PROBLEM REQUIREMENTS ▸ Write the data out verbatim.

[Saved data entries]
◆ ◆ ◆

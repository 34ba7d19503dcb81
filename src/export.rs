//! Export – rasterize composed pages one at a time and assemble the PDF.
//!
//! An [`ExportJob`] advances one page per [`ExportJob::step`], so a caller
//! driving frames can keep its loop responsive. Pages are captured in
//! order. The first page's image goes onto the document's initial page;
//! every later page is appended first.

use std::cell::Cell;
use std::path::{Path, PathBuf};
use std::rc::Rc;

use chrono::{Datelike, Local, NaiveDate};

use crate::error::PrintError;
use crate::layout_config::DocumentLayout;
use crate::raster::PageRasterizer;
use crate::render::PdfSink;

/// Raster multiplier: device pixel ratio rounded down, at least 2.
pub fn export_scale(device_pixel_ratio: f32) -> f32 {
    let dpr = if device_pixel_ratio.is_finite() {
        device_pixel_ratio.floor()
    } else {
        2.0
    };
    dpr.max(2.0)
}

/// Holds a shared busy flag for as long as it lives.
#[derive(Debug)]
pub struct BusyGuard {
    flag: Rc<Cell<bool>>,
}

impl BusyGuard {
    /// Set `flag`, failing with [`PrintError::Busy`] if it is already set.
    pub fn acquire(flag: &Rc<Cell<bool>>) -> Result<Self, PrintError> {
        if flag.get() {
            return Err(PrintError::Busy);
        }
        flag.set(true);
        Ok(Self {
            flag: Rc::clone(flag),
        })
    }
}

impl Drop for BusyGuard {
    fn drop(&mut self) {
        self.flag.set(false);
    }
}

const BULAN: [&str; 12] = [
    "Januari",
    "Februari",
    "Maret",
    "April",
    "Mei",
    "Juni",
    "Juli",
    "Agustus",
    "September",
    "Oktober",
    "November",
    "Desember",
];

/// Calendar date used in the exported file name.
#[derive(Debug, Clone, Copy, PartialEq, Eq)]
pub struct ExportDate {
    pub day: u32,
    pub month: u32,
    pub year: i32,
}

impl ExportDate {
    pub fn new(day: u32, month: u32, year: i32) -> Self {
        Self { day, month, year }
    }

    /// Today's date in the local time zone.
    pub fn today() -> Self {
        Local::now().date_naive().into()
    }

    /// Indonesian long form, e.g. `18 Oktober 2026`.
    pub fn long_id(&self) -> String {
        let month = BULAN
            .get(self.month.saturating_sub(1) as usize)
            .copied()
            .unwrap_or("?");
        format!("{} {} {}", self.day, month, self.year)
    }
}

impl From<NaiveDate> for ExportDate {
    fn from(date: NaiveDate) -> Self {
        Self::new(date.day(), date.month(), date.year())
    }
}

/// The finished file.
#[derive(Debug, Clone)]
pub struct ExportedPdf {
    pub file_name: String,
    pub bytes: Vec<u8>,
    pub page_count: usize,
}

impl ExportedPdf {
    /// Write into `dir` under the export file name.
    pub fn save_to(&self, dir: &Path) -> Result<PathBuf, PrintError> {
        std::fs::create_dir_all(dir)?;
        let path = dir.join(&self.file_name);
        std::fs::write(&path, &self.bytes)?;
        log::info!("Saved {} ({} pages, {} bytes)", path.display(), self.page_count, self.bytes.len());
        Ok(path)
    }
}

#[derive(Debug)]
pub enum ExportProgress {
    /// Page `index` (0-based) of `total` was placed.
    Page { index: usize, total: usize },
    Finished(ExportedPdf),
}

pub struct ExportJob<R, P> {
    layout: DocumentLayout,
    rasterizer: R,
    sink: P,
    scale: f32,
    file_name: String,
    next_page: usize,
    finished: bool,
    guard: Option<BusyGuard>,
}

impl<R: PageRasterizer, P: PdfSink> ExportJob<R, P> {
    pub fn new(
        layout: DocumentLayout,
        rasterizer: R,
        sink: P,
        scale: f32,
        file_name: String,
        guard: BusyGuard,
    ) -> Self {
        Self {
            layout,
            rasterizer,
            sink,
            scale,
            file_name,
            next_page: 0,
            finished: false,
            guard: Some(guard),
        }
    }

    pub fn file_name(&self) -> &str {
        &self.file_name
    }

    /// The pages being exported.
    pub fn layout(&self) -> &DocumentLayout {
        &self.layout
    }

    pub fn total_pages(&self) -> usize {
        self.layout.pages.len()
    }

    /// Capture the next page. The step that places the last page also
    /// saves the document. Any error ends the job and releases the busy
    /// flag.
    pub fn step(&mut self) -> Result<ExportProgress, PrintError> {
        let result = self.advance();
        if !matches!(result, Ok(ExportProgress::Page { .. })) {
            self.finished = true;
            self.guard.take();
        }
        result
    }

    /// Step until the PDF is saved.
    pub fn run(mut self) -> Result<ExportedPdf, PrintError> {
        loop {
            if let ExportProgress::Finished(pdf) = self.step()? {
                return Ok(pdf);
            }
        }
    }

    fn advance(&mut self) -> Result<ExportProgress, PrintError> {
        if self.finished {
            return Err(PrintError::Pdf("export job already finished".to_string()));
        }
        let total = self.layout.pages.len();
        if let Some(page) = self.layout.pages.get(self.next_page) {
            let index = self.next_page;
            let raster = self.rasterizer.rasterize(&self.layout, page, self.scale)?;
            if index > 0 {
                self.sink.add_page()?;
            }
            self.sink.add_image(&raster)?;
            log::debug!("Captured page {}/{} at {}x{}", index + 1, total, raster.width, raster.height);
            self.next_page += 1;
            if self.next_page < total {
                return Ok(ExportProgress::Page { index, total });
            }
        }

        let bytes = self.sink.save()?;
        log::info!("Exported {} ({} pages)", self.file_name, total);
        Ok(ExportProgress::Finished(ExportedPdf {
            file_name: self.file_name.clone(),
            bytes,
            page_count: total,
        }))
    }
}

◆ ◆ ◆

RESULT FOR THIS EXERCISE ▸
repository 34ba7d19503dcb81
filename src/export.rs
//! Export – rasterize composed pages one at a time and assemble the PDF.
//!
//! An [`ExportJob`] advances one page per [`ExportJob::step`], so a caller
//! driving frames can keep its loop responsive. Pages are captured in
//! order. The first page's image goes onto the document's initial page;
//! every later page is appended first.

use std::cell::Cell;
use std::path::{Path, PathBuf};
use std::rc::Rc;

use chrono::{Datelike, Local, NaiveDate};

use crate::error::PrintError;
use crate::layout_config::DocumentLayout;
use crate::raster::PageRasterizer;
use crate::render::PdfSink;

/// Raster multiplier: device pixel ratio rounded down, at least 2.
pub fn export_scale(device_pixel_ratio: f32) -> f32 {
    let dpr = if device_pixel_ratio.is_finite() {
        device_pixel_ratio.floor()
    } else {
        2.0
    };
    dpr.max(2.0)
}

/// Holds a shared busy flag for as long as it lives.
#[derive(Debug)]
pub struct BusyGuard {
    flag: Rc<Cell<bool>>,
}

impl BusyGuard {
    /// Set `flag`, failing with [`PrintError::Busy`] if it is already set.
    pub fn acquire(flag: &Rc<Cell<bool>>) -> Result<Self, PrintError> {
        if flag.get() {
            return Err(PrintError::Busy);
        }
        flag.set(true);
        Ok(Self {
            flag: Rc::clone(flag),
        })
    }
}

impl Drop for BusyGuard {
    fn drop(&mut self) {
        self.flag.set(false);
    }
}

const BULAN: [&str; 12] = [
    "Januari",
    "Februari",
    "Maret",
    "April",
    "Mei",
    "Juni",
    "Juli",
    "Agustus",
    "September",
    "Oktober",
    "November",
    "Desember",
];

/// Calendar date used in the exported file name.
#[derive(Debug, Clone, Copy, PartialEq, Eq)]
pub struct ExportDate {
    pub day: u32,
    pub month: u32,
    pub year: i32,
}

impl ExportDate {
    pub fn new(day: u32, month: u32, year: i32) -> Self {
        Self { day, month, year }
    }

    /// Today's date in the local time zone.
    pub fn today() -> Self {
        Local::now().date_naive().into()
    }

    /// Indonesian long form, e.g. `18 Oktober 2026`.
    pub fn long_id(&self) -> String {
        let month = BULAN
            .get(self.month.saturating_sub(1) as usize)
            .copied()
            .unwrap_or("?");
        format!("{} {} {}", self.day, month, self.year)
    }
}

impl From<NaiveDate> for ExportDate {
    fn from(date: NaiveDate) -> Self {
        Self::new(date.day(), date.month(), date.year())
    }
}

/// The finished file.
#[derive(Debug, Clone)]
pub struct ExportedPdf {
    pub file_name: String,
    pub bytes: Vec<u8>,
    pub page_count: usize,
}

impl ExportedPdf {
    /// Write into `dir` under the export file name.
    pub fn save_to(&self, dir: &Path) -> Result<PathBuf, PrintError> {
        std::fs::create_dir_all(dir)?;
        let path = dir.join(&self.file_name);
        std::fs::write(&path, &self.bytes)?;
        log::info!("Saved {} ({} pages, {} bytes)", path.display(), self.page_count, self.bytes.len());
        Ok(path)
    }
}

#[derive(Debug)]
pub enum ExportProgress {
    /// Page `index` (0-based) of `total` was placed.
    Page { index: usize, total: usize },
    Finished(ExportedPdf),
}

pub struct ExportJob<R, P> {
    layout: DocumentLayout,
    rasterizer: R,
    sink: P,
    scale: f32,
    file_name: String,
    next_page: usize,
    finished: bool,
    guard: Option<BusyGuard>,
}

impl<R: PageRasterizer, P: PdfSink> ExportJob<R, P> {
    pub fn new(
        layout: DocumentLayout,
        rasterizer: R,
        sink: P,
        scale: f32,
        file_name: String,
        guard: BusyGuard,
    ) -> Self {
        Self {
            layout,
            rasterizer,
            sink,
            scale,
            file_name,
            next_page: 0,
            finished: false,
            guard: Some(guard),
        }
    }

    pub fn file_name(&self) -> &str {
        &self.file_name
    }

    /// The pages being exported.
    pub fn layout(&self) -> &DocumentLayout {
        &self.layout
    }

    pub fn total_pages(&self) -> usize {
        self.layout.pages.len()
    }

    /// Capture the next page. The step that places the last page also
    /// saves the document. Any error ends the job and releases the busy
    /// flag.
    pub fn step(&mut self) -> Result<ExportProgress, PrintError> {
        let result = self.advance();
        if !matches!(result, Ok(ExportProgress::Page { .. })) {
            self.finished = true;
            self.guard.take();
        }
        result
    }

    /// Step until the PDF is saved.
    pub fn run(mut self) -> Result<ExportedPdf, PrintError> {
        loop {
            if let ExportProgress::Finished(pdf) = self.step()? {
                return Ok(pdf);
            }
        }
    }

    fn advance(&mut self) -> Result<ExportProgress, PrintError> {
        if self.finished {
            return Err(PrintError::Pdf("export job already finished".to_string()));
        }
        let total = self.layout.pages.len();
        if let Some(page) = self.layout.pages.get(self.next_page) {
            let index = self.next_page;
            let raster = self.rasterizer.rasterize(&self.layout, page, self.scale)?;
            if index > 0 {
                self.sink.add_page()?;
            }
            self.sink.add_image(&raster)?;
            log::debug!("Captured page {}/{} at {}x{}", index + 1, total, raster.width, raster.height);
            self.next_page += 1;
            if self.next_page < total {
                return Ok(ExportProgress::Page { index, total });
            }
        }

        let bytes = self.sink.save()?;
        log::info!("Exported {} ({} pages)", self.file_name, total);
        Ok(ExportProgress::Finished(ExportedPdf {
            file_name: self.file_name.clone(),
            bytes,
            page_count: total,
        }))
    }
}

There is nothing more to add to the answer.